→ **Task instructions**
Sift the material for lines containing "receipt", and return them.
[Start of section]
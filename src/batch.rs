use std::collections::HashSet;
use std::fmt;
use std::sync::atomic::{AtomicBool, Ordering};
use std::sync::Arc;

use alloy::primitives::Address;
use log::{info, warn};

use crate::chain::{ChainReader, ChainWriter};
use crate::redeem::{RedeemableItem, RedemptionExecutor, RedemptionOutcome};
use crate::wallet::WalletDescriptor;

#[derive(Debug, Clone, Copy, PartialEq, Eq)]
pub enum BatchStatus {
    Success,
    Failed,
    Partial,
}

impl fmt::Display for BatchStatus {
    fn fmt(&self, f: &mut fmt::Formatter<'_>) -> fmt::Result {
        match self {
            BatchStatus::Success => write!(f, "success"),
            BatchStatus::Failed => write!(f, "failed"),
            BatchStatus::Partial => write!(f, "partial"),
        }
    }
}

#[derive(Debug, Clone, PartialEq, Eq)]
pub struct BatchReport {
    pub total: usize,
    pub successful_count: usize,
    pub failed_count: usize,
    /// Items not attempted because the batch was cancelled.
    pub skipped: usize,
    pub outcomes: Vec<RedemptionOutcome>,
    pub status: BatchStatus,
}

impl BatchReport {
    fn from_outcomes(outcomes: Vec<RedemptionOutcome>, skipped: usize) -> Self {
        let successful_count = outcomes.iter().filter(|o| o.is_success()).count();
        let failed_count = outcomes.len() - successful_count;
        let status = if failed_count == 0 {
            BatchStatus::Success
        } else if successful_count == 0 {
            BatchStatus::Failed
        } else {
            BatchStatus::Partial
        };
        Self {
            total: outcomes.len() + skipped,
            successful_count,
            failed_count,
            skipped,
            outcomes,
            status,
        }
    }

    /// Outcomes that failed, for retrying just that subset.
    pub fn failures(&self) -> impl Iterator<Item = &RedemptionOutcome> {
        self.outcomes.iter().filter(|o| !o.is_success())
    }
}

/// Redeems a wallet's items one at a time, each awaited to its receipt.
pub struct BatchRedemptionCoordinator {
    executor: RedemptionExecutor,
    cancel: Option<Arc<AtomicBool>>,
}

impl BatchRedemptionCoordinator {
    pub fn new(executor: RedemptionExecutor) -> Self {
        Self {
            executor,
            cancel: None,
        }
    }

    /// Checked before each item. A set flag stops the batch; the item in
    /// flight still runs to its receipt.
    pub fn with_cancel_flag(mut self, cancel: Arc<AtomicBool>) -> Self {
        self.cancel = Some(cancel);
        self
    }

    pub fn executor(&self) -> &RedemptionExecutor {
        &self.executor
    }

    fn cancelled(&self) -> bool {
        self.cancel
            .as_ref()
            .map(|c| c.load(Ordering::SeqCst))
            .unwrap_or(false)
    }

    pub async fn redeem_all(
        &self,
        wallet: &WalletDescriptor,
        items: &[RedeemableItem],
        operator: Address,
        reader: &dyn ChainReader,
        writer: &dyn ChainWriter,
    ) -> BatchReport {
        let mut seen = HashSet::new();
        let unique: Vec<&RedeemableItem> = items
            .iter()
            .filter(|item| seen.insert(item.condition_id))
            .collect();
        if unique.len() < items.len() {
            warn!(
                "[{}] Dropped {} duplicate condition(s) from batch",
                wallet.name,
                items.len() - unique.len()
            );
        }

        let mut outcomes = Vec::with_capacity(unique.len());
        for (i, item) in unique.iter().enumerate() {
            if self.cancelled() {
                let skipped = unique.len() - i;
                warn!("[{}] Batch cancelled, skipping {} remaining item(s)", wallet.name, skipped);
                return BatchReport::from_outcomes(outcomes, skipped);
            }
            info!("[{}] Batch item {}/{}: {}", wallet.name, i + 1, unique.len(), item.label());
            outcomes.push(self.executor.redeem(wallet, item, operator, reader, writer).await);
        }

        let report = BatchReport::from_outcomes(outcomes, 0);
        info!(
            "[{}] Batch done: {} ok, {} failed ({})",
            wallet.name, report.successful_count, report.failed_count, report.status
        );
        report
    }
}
[End of section]
[Start of section]
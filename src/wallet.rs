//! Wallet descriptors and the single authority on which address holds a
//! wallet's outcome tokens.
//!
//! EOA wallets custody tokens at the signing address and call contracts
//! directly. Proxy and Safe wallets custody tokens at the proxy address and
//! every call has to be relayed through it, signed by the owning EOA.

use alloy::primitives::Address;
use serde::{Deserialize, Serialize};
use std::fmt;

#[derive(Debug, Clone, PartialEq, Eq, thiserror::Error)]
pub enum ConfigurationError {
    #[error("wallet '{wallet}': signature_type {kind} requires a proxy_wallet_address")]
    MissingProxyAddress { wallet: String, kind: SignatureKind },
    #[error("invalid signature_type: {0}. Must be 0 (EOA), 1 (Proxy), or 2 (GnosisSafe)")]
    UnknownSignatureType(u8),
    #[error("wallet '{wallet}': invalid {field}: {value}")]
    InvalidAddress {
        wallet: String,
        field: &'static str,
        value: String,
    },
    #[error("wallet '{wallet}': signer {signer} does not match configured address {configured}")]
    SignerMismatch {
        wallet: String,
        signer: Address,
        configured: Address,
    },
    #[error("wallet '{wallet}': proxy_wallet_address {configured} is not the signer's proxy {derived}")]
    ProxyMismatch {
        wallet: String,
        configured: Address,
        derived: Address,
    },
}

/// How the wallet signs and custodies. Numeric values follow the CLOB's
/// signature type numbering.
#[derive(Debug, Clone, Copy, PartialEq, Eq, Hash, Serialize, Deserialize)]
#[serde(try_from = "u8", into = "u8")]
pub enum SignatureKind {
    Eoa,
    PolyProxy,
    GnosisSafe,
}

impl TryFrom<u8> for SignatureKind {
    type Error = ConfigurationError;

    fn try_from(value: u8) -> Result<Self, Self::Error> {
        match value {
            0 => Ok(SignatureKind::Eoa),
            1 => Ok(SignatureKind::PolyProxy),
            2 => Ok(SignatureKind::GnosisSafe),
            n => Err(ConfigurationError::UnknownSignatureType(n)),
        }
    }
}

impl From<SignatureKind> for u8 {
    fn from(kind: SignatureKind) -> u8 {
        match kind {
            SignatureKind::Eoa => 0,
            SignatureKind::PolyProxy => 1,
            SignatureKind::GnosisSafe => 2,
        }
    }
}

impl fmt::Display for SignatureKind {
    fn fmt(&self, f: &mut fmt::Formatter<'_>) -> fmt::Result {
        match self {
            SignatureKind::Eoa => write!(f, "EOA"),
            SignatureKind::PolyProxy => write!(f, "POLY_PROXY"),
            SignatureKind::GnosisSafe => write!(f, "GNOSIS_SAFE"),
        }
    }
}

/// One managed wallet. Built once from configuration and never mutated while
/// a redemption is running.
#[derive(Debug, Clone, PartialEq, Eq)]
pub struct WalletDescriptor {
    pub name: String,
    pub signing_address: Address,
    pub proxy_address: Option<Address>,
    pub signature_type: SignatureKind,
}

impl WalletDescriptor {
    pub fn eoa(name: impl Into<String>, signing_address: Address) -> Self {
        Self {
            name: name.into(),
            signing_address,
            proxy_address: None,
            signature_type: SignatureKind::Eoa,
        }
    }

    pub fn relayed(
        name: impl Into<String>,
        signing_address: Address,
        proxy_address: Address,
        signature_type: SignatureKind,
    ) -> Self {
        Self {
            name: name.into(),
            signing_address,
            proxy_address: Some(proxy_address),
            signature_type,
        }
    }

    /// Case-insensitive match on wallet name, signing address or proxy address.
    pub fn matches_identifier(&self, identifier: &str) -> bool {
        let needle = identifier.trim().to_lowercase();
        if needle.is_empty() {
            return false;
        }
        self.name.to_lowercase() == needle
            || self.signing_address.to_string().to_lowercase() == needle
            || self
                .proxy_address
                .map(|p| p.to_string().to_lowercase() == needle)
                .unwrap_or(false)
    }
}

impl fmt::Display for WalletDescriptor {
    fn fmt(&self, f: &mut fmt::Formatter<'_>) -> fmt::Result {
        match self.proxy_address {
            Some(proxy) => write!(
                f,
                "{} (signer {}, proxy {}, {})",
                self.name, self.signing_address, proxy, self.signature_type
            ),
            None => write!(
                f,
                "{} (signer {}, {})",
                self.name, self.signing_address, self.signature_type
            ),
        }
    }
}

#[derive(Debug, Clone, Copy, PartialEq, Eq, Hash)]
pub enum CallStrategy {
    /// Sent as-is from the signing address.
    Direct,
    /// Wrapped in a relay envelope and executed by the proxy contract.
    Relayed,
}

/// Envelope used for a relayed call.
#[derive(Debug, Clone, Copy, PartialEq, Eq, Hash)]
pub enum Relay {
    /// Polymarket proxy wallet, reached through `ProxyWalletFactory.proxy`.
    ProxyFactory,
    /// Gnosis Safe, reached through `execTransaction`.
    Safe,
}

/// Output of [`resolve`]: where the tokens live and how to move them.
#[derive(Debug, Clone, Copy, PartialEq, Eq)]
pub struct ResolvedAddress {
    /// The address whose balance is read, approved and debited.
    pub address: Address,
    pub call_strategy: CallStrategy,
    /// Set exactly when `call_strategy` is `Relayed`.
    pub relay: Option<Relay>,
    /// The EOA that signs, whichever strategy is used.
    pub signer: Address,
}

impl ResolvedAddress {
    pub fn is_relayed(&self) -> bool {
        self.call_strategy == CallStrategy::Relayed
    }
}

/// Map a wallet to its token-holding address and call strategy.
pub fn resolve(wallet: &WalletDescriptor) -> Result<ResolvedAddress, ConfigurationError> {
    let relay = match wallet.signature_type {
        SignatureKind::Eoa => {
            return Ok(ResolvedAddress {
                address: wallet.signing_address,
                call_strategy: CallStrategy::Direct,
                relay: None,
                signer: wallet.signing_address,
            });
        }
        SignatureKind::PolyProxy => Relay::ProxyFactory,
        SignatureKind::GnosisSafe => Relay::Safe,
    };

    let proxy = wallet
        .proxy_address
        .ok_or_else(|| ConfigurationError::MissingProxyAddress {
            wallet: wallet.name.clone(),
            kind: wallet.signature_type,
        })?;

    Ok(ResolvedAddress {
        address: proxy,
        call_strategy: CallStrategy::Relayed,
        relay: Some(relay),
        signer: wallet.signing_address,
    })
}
[End of section]
→ **Response to the exercise**
/// Redeems a wallet's items one at a time, each awaited to its receipt.
    /// flight still runs to its receipt.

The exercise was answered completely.